Basically, the hypernetwork and expert weights never actually received gradients. We hit reasonable PPL without training those component at all. Just random init.
They didn't receive grads?? Not sure how but sounds like a good find! I'm actually travelling until next week but I can take a peek then
There's literally no backward function. I had an autograd in there at some point that got deleted. Can even show original notebook we trained with with original output to show it's just not there
Lol!
But we were using the forward triton kernel
If this is true, I think I can just share latents across layers and never train them? Would just need to fix the hypernetwork to recieve gradients because that's likely suboptimal
Heh what part do you need me to look at?

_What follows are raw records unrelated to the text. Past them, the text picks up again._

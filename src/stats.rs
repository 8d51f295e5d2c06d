//! Coverage and compression reporting for engine consumers.

use serde::Serialize;

/// Share of a text covered directly by the mapping table.
#[derive(Debug, Clone, Copy, Default, PartialEq, Eq, Serialize)]
pub struct CoverageStats {
    pub mapped: u64,
    pub unmapped: u64,
    pub total: u64,
}

impl CoverageStats {
    pub fn ratio(&self) -> f64 {
        if self.total == 0 {
            0.0
        } else {
            self.mapped as f64 / self.total as f64
        }
    }
}

/// Size comparison between a source text and its Latin form.
#[derive(Debug, Clone, Copy, Default, Serialize)]
pub struct CompressionReport {
    pub original_bytes: u64,
    pub latin_bytes: u64,
    pub original_chars: u64,
    pub latin_chars: u64,
}

impl CompressionReport {
    pub fn compare(original: &str, latin: &str) -> Self {
        Self {
            original_bytes: original.len() as u64,
            latin_bytes: latin.len() as u64,
            original_chars: original.chars().count() as u64,
            latin_chars: latin.chars().count() as u64,
        }
    }

    /// Fold another report in, for corpus-wide totals.
    pub fn accumulate(&mut self, other: &CompressionReport) {
        self.original_bytes += other.original_bytes;
        self.latin_bytes += other.latin_bytes;
        self.original_chars += other.original_chars;
        self.latin_chars += other.latin_chars;
    }

    /// Original over Latin byte count; > 1.0 means the Latin form is smaller.
    pub fn byte_ratio(&self) -> f64 {
        ratio(self.original_bytes, self.latin_bytes)
    }

    pub fn char_ratio(&self) -> f64 {
        ratio(self.original_chars, self.latin_chars)
    }
}

fn ratio(original: u64, latin: u64) -> f64 {
    if latin == 0 {
        f64::INFINITY
    } else {
        original as f64 / latin as f64
    }
}
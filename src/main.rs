use std::process::ExitCode;

fn main() -> ExitCode {
    match sly2yolo::run() {
        Ok(()) => ExitCode::SUCCESS,
        Err(err) => {
            eprintln!("Error: {err}");
            ExitCode::FAILURE
        }
    }
}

Shouldn't you just make sure everything has a backward?
I don't really want to look at code to debug it
Please check your baseline numbers against the raw reported numbers, this is the third time!
Just that there is not in fact a backwards
I did, was using https://github.com/KellerJordan/modded-nanogpt/blob/master/records/track_2_medium/2025-01-18/241dd7a7-3d76-4dce-85a4-7df60387f32a.txt and this technically beats it
Just used the same shorter run hyperparams from the gpt-2 small version
Yea, it doesn't. Just validating absence, but it's no huge deal
If you'd prefer I can hit the 2.92 target for the medium, just wanted to have a straighforward baseline with a 1024 model dim
Yeah, I'm not entirely sure what that's getting you unless it's something specific to kernel writing.

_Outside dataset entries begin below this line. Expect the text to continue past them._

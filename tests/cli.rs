use std::fs;

use assert_cmd::Command;

mod common;
use common::{rectangle_annotation, write_annotation};

#[test]
fn runs() {
    let mut cmd = Command::cargo_bin("sly2yolo").unwrap();
    cmd.assert()
        .success()
        .stdout(predicates::str::contains("sly2yolo"));
}

#[test]
fn outputs_tool_name() {
    let mut cmd = Command::cargo_bin("sly2yolo").unwrap();
    cmd.arg("-V");
    cmd.assert().success().stdout("sly2yolo 0.1.0\n");
}

// Convert subcommand tests

#[test]
fn convert_writes_dataset_and_summary() {
    let temp = tempfile::tempdir().expect("create temp dir");
    let ann_dir = temp.path().join("ann");
    let img_dir = temp.path().join("img");
    let output = temp.path().join("yolo_dataset");
    fs::create_dir_all(&ann_dir).expect("create ann dir");
    fs::create_dir_all(&img_dir).expect("create img dir");

    fs::write(img_dir.join("a.jpg"), b"img").expect("write image");
    write_annotation(
        &ann_dir.join("a.json"),
        &rectangle_annotation(100, 50, "stain", [[10, 10], [30, 20]]),
    );

    let mut cmd = Command::cargo_bin("sly2yolo").unwrap();
    cmd.args([
        "convert",
        "--ann-dir",
        ann_dir.to_str().unwrap(),
        "--img-dir",
        img_dir.to_str().unwrap(),
        "--output",
        output.to_str().unwrap(),
    ]);
    cmd.assert()
        .success()
        .stdout(predicates::str::contains("1 converted, 0 skipped"))
        .stdout(predicates::str::contains("stain"));

    assert!(output.join("labels/a.txt").is_file());
    assert!(output.join("images/a.jpg").is_file());
    assert!(output.join("classes.txt").is_file());
    assert!(output.join("data.yaml").is_file());
}

#[test]
fn convert_report_json_emits_structured_output() {
    let temp = tempfile::tempdir().expect("create temp dir");
    let ann_dir = temp.path().join("ann");
    let img_dir = temp.path().join("img");
    fs::create_dir_all(&ann_dir).expect("create ann dir");
    fs::create_dir_all(&img_dir).expect("create img dir");

    let mut cmd = Command::cargo_bin("sly2yolo").unwrap();
    cmd.args([
        "convert",
        "--ann-dir",
        ann_dir.to_str().unwrap(),
        "--img-dir",
        img_dir.to_str().unwrap(),
        "--output",
        temp.path().join("out").to_str().unwrap(),
        "--report",
        "json",
    ]);
    cmd.assert()
        .success()
        .stdout(predicates::str::contains("\"counts\""))
        .stdout(predicates::str::contains("\"issues\""));
}

#[test]
fn convert_missing_ann_dir_fails_before_producing_output() {
    let temp = tempfile::tempdir().expect("create temp dir");
    let img_dir = temp.path().join("img");
    let output = temp.path().join("out");
    fs::create_dir_all(&img_dir).expect("create img dir");

    let mut cmd = Command::cargo_bin("sly2yolo").unwrap();
    cmd.args([
        "convert",
        "--ann-dir",
        temp.path().join("nonexistent").to_str().unwrap(),
        "--img-dir",
        img_dir.to_str().unwrap(),
        "--output",
        output.to_str().unwrap(),
    ]);
    cmd.assert()
        .failure()
        .stderr(predicates::str::contains("does not exist"));

    assert!(!output.exists());
}

// Split subcommand tests

#[test]
fn split_copies_into_train_and_val() {
    let temp = tempfile::tempdir().expect("create temp dir");
    let input = temp.path().join("dataset");
    let output = temp.path().join("split");
    fs::create_dir_all(input.join("images")).expect("create images dir");
    fs::create_dir_all(input.join("labels")).expect("create labels dir");
    for stem in ["a", "b", "c"] {
        fs::write(input.join(format!("images/{stem}.jpg")), b"img").expect("write image");
        fs::write(input.join(format!("labels/{stem}.txt")), "").expect("write label");
    }

    let mut cmd = Command::cargo_bin("sly2yolo").unwrap();
    cmd.args([
        "split",
        "--input",
        input.to_str().unwrap(),
        "--output",
        output.to_str().unwrap(),
        "--seed",
        "42",
    ]);
    cmd.assert()
        .success()
        .stdout(predicates::str::contains("3 image(s): 2 train, 1 val"));

    assert!(output.join("train/images").is_dir());
    assert!(output.join("val/images").is_dir());
}

#[test]
fn split_rejects_invalid_fraction() {
    let temp = tempfile::tempdir().expect("create temp dir");

    let mut cmd = Command::cargo_bin("sly2yolo").unwrap();
    cmd.args([
        "split",
        "--input",
        temp.path().to_str().unwrap(),
        "--output",
        temp.path().join("out").to_str().unwrap(),
        "--val-fraction",
        "1.5",
    ]);
    cmd.assert()
        .failure()
        .stderr(predicates::str::contains("val-fraction"));
}

// Train subcommand tests

#[test]
fn train_dry_run_prints_the_full_recipe() {
    let mut cmd = Command::cargo_bin("sly2yolo").unwrap();
    cmd.args(["train", "--data", "yolo_dataset/data.yaml", "--dry-run"]);
    cmd.assert()
        .success()
        .stdout(predicates::str::contains("yolo detect train"))
        .stdout(predicates::str::contains("data=yolo_dataset/data.yaml"))
        .stdout(predicates::str::contains("model=yolov8n.pt"))
        .stdout(predicates::str::contains("epochs=100"))
        .stdout(predicates::str::contains("imgsz=640"))
        .stdout(predicates::str::contains("batch=8"))
        .stdout(predicates::str::contains("name=stain_detection"))
        .stdout(predicates::str::contains("patience=15"));
}

#[test]
fn train_with_missing_program_fails() {
    let mut cmd = Command::cargo_bin("sly2yolo").unwrap();
    cmd.args([
        "train",
        "--data",
        "data.yaml",
        "--program",
        "definitely-not-a-real-trainer-binary",
    ]);
    cmd.assert()
        .failure()
        .stderr(predicates::str::contains("Failed to launch trainer"));
}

But dynamics change when you change the numbers, baseline typically means "I didn't change anything and ran it as previously", changing hyperparams changes the result.

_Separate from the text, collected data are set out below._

//! `.storybook` writer
//!
//! Serializes a [`Story`] into the storybook wire format.

use std::io::{self, Write};
use std::path::Path;

use tracing::{debug, trace};

use crate::error::{Error, Field, Result};
use crate::story::Story;

use super::zlib::FieldCompressor;
use super::{MAX_PAGES, WriteOptions};

/// Write a [`Story`] to a file path.
///
/// The story is fully encoded before the file is created, so an
/// unencodable story never leaves a partial file behind.
pub fn write_story<P: AsRef<Path>>(story: &Story, path: P) -> Result<()> {
    write_story_with_options(story, path, &WriteOptions::default())
}

pub fn write_story_with_options<P: AsRef<Path>>(
    story: &Story,
    path: P,
    options: &WriteOptions,
) -> Result<()> {
    let data = encode_with_options(story, options)?;
    let file = std::fs::File::create(path)?;
    let mut writer = io::BufWriter::new(file);
    writer.write_all(&data)?;
    writer.flush()?;
    Ok(())
}

/// Write a [`Story`] to any [`Write`] destination.
///
/// Header constraints are checked before the first byte is written.
pub fn write_story_to_writer<W: Write>(story: &Story, writer: &mut W) -> Result<()> {
    StoryWriter::new(story, &WriteOptions::default())?.write(writer)
}

/// Encode a story into a new buffer with default options.
pub fn encode(story: &Story) -> Result<Vec<u8>> {
    encode_with_options(story, &WriteOptions::default())
}

pub fn encode_with_options(story: &Story, options: &WriteOptions) -> Result<Vec<u8>> {
    let mut out = Vec::new();
    StoryWriter::new(story, options)?.write(&mut out)?;
    Ok(out)
}

struct StoryWriter<'a> {
    story: &'a Story,
    page_count: u16,
    compressor: FieldCompressor,
}

impl<'a> StoryWriter<'a> {
    fn new(story: &'a Story, options: &WriteOptions) -> Result<Self> {
        check_terminated_string(Field::Title, story.title())?;
        check_terminated_string(Field::Author, story.author())?;

        let page_count = u16::try_from(story.len()).map_err(|_| Error::FieldTooLarge {
            field: Field::PageCount,
            reason: format!("{} pages exceeds the maximum of {MAX_PAGES}", story.len()),
        })?;

        Ok(Self {
            story,
            page_count,
            compressor: FieldCompressor::new(options.compression_level()),
        })
    }

    fn write<W: Write>(mut self, writer: &mut W) -> Result<()> {
        let story = self.story;
        writer.write_all(story.title().as_bytes())?;
        writer.write_all(&[0])?;
        writer.write_all(story.author().as_bytes())?;
        writer.write_all(&[0])?;
        writer.write_all(&self.page_count.to_be_bytes())?;

        for (index, page) in story.pages().iter().enumerate() {
            writer.write_all(&page.choice1().to_be_bytes())?;
            writer.write_all(&page.choice2().to_be_bytes())?;

            match page.image() {
                Some(image) => self.write_compressed(writer, index, Field::Image, image)?,
                None => writer.write_all(&0u32.to_be_bytes())?,
            }
            self.write_compressed(writer, index, Field::Text, page.text().as_bytes())?;

            trace!(index, choice1 = page.choice1(), choice2 = page.choice2(), "encoded page");
        }

        writer.flush()?;
        debug!(title = story.title(), pages = self.page_count, "encoded story");
        Ok(())
    }

    fn write_compressed<W: Write>(
        &mut self,
        writer: &mut W,
        page: usize,
        field: Field,
        data: &[u8],
    ) -> Result<()> {
        let compressed = self.compressor.compress(data)?;
        let len = u32::try_from(compressed.len()).map_err(|_| Error::FieldTooLarge {
            field,
            reason: format!(
                "page index {page}: compressed size {} does not fit in 32 bits",
                compressed.len()
            ),
        })?;
        writer.write_all(&len.to_be_bytes())?;
        writer.write_all(&compressed)?;
        Ok(())
    }
}

/// NUL terminates title and author on disk, so it cannot appear inside them.
fn check_terminated_string(field: Field, value: &str) -> Result<()> {
    match memchr::memchr(0, value.as_bytes()) {
        Some(pos) => Err(Error::FieldTooLarge {
            field,
            reason: format!("contains a NUL byte at offset {pos}"),
        }),
        None => Ok(()),
    }
}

You can make a new baseline, but it's risky and takes longer because it loses the guarantees of the pre-existing baseline
(I probably won't comment too much more on ETHOS but I may come in occasionally to help)
I'm looking to have a baseline architecture to compare my architecture to, so as long as I'm using the architecture provided in the repo, and then also holding maintaining other constants outside of my own independent variable, is that not scientifically valid?
E.g. I trained a GPT-2 Medium class model as my dense baseline on X tokens, and then also trained my IsoParam|IsoFLOP|IsoWallClock model on X tokens, is that not a valid comparison?
Goal isn't to get on leaderboards of modded-nanogpt, just have a scientifically valid baseline to compare to.
Especially when they're using identical hyperparams outside of my exact FFN change?
Maybe the part that wasn't clear is that baseline was run exactly from the repo just with the training duration changed?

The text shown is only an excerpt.